▶ [Task description]
Lines to be reproduced exactly: the one that holds "assert_eq!(out.x[0], 0.0);" and all those after it through the end of the data. Include no others.

▶ [Material supplied]
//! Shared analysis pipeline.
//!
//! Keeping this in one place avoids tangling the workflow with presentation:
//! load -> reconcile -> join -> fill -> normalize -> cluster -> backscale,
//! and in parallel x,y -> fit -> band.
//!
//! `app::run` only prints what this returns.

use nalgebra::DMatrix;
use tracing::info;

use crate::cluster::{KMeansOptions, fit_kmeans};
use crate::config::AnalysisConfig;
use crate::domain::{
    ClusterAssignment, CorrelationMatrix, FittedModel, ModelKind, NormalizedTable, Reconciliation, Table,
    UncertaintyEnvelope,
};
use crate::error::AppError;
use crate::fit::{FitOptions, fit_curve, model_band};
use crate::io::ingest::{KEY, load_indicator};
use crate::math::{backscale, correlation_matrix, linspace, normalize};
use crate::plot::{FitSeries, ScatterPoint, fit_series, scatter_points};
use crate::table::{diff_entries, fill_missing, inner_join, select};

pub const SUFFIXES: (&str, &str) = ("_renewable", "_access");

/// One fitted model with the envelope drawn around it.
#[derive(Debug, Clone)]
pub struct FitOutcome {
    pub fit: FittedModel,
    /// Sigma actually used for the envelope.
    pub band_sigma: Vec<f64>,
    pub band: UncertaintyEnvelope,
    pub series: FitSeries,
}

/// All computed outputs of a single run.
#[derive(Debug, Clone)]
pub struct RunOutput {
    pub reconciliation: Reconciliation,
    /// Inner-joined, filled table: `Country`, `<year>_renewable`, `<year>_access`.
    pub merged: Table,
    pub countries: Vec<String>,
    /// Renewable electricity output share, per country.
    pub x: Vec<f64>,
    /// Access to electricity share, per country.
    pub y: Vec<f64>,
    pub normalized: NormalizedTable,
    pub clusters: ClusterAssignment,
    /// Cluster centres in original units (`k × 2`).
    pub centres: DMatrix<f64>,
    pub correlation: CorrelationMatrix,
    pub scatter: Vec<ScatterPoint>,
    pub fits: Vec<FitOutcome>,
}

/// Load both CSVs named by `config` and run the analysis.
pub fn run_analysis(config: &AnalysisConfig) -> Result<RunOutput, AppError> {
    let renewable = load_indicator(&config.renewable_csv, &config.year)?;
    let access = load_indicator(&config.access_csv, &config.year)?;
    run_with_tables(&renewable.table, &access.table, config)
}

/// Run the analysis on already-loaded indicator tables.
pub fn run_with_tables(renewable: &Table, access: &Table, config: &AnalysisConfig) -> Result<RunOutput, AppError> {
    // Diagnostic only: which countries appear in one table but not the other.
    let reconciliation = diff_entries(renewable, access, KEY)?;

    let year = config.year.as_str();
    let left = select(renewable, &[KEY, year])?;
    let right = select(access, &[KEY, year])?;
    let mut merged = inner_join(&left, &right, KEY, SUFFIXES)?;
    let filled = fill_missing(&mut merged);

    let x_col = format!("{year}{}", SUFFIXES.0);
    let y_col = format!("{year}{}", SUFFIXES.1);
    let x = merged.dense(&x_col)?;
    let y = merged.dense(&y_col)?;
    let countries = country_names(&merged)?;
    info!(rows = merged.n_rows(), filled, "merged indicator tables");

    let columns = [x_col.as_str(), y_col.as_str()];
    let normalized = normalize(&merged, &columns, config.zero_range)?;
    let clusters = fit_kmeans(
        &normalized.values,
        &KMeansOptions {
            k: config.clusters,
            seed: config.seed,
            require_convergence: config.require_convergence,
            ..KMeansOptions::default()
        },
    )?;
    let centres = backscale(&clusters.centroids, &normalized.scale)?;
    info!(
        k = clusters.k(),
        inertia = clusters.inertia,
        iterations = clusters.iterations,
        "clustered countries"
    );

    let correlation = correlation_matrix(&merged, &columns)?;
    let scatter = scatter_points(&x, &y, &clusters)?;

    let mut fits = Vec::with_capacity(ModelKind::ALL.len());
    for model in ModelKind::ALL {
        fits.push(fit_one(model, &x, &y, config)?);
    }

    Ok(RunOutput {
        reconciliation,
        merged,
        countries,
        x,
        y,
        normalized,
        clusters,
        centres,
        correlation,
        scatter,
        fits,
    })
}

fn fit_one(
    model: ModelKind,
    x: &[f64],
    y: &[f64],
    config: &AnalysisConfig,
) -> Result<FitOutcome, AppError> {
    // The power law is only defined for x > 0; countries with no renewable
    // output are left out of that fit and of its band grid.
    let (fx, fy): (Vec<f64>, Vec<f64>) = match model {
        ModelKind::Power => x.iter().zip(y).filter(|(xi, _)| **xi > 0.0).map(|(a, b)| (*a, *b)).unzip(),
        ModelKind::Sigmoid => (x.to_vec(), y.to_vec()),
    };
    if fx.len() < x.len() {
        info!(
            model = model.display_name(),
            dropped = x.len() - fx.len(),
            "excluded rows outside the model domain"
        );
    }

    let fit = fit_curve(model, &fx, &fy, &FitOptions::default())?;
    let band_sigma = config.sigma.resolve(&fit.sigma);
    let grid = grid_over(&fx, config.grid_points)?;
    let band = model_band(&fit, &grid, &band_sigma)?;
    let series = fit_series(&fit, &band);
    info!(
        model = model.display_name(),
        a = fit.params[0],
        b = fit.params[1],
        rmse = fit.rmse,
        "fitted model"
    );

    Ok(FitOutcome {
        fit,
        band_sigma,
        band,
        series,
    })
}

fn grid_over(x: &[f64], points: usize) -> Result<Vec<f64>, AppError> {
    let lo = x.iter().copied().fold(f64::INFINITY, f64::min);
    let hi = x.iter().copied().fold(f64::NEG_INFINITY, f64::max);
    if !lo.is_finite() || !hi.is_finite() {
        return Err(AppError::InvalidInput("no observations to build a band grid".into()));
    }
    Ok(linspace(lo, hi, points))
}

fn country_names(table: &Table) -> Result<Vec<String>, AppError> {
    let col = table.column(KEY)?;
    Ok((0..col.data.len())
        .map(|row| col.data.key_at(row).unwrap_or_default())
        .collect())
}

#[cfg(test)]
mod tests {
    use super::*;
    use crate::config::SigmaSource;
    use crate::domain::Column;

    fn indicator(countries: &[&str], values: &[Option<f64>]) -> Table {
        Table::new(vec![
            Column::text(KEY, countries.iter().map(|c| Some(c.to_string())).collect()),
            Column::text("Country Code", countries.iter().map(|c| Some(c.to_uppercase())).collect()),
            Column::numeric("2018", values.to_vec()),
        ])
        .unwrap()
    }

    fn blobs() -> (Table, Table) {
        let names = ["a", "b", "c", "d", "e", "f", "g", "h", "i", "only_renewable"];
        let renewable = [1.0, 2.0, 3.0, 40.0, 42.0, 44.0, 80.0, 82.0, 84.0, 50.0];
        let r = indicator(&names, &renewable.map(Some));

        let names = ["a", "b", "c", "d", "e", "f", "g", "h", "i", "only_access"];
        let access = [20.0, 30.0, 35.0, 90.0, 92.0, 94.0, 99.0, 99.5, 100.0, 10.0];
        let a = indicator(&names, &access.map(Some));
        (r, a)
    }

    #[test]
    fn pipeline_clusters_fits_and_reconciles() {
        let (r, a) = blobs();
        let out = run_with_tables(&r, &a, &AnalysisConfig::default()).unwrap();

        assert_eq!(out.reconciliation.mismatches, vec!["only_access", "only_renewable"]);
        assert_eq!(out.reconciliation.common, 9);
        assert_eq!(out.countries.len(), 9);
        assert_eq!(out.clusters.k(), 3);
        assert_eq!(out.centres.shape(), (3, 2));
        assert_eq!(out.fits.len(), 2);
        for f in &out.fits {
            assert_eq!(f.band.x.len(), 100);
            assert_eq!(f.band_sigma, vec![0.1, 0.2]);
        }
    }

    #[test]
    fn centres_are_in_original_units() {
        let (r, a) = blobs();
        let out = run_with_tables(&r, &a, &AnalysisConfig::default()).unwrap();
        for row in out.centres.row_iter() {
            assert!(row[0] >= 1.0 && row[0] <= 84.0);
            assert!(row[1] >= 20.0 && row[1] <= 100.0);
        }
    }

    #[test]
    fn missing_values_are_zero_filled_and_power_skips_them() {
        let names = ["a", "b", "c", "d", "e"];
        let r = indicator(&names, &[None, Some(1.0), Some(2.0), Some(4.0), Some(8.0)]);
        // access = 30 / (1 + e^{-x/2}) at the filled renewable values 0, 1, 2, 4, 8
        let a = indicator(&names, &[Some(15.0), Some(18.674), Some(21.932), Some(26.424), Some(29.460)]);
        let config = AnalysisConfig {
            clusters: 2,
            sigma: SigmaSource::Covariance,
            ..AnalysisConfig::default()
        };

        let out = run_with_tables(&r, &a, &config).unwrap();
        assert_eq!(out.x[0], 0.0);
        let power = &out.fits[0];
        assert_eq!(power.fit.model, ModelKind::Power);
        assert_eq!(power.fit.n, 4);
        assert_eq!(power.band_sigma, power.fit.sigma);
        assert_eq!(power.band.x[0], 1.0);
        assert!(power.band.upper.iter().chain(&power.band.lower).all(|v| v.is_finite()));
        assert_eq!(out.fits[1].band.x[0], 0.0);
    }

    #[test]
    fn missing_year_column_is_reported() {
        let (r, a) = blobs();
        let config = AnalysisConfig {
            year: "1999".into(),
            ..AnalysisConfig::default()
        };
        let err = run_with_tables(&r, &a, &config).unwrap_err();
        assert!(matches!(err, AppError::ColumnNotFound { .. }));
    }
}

▶ [Answer to the problem]
        assert_eq!(out.x[0], 0.0);
        let power = &out.fits[0];
        assert_eq!(power.fit.model, ModelKind::Power);
        assert_eq!(power.fit.n, 4);
        assert_eq!(power.band_sigma, power.fit.sigma);
        assert_eq!(power.band.x[0], 1.0);
        assert!(power.band.upper.iter().chain(&power.band.lower).all(|v| v.is_finite()));
        assert_eq!(out.fits[1].band.x[0], 0.0);
    }

    #[test]
    fn missing_year_column_is_reported() {
        let (r, a) = blobs();
        let config = AnalysisConfig {
            year: "1999".into(),
            ..AnalysisConfig::default()
        };
        let err = run_with_tables(&r, &a, &config).unwrap_err();
        assert!(matches!(err, AppError::ColumnNotFound { .. }));
    }
}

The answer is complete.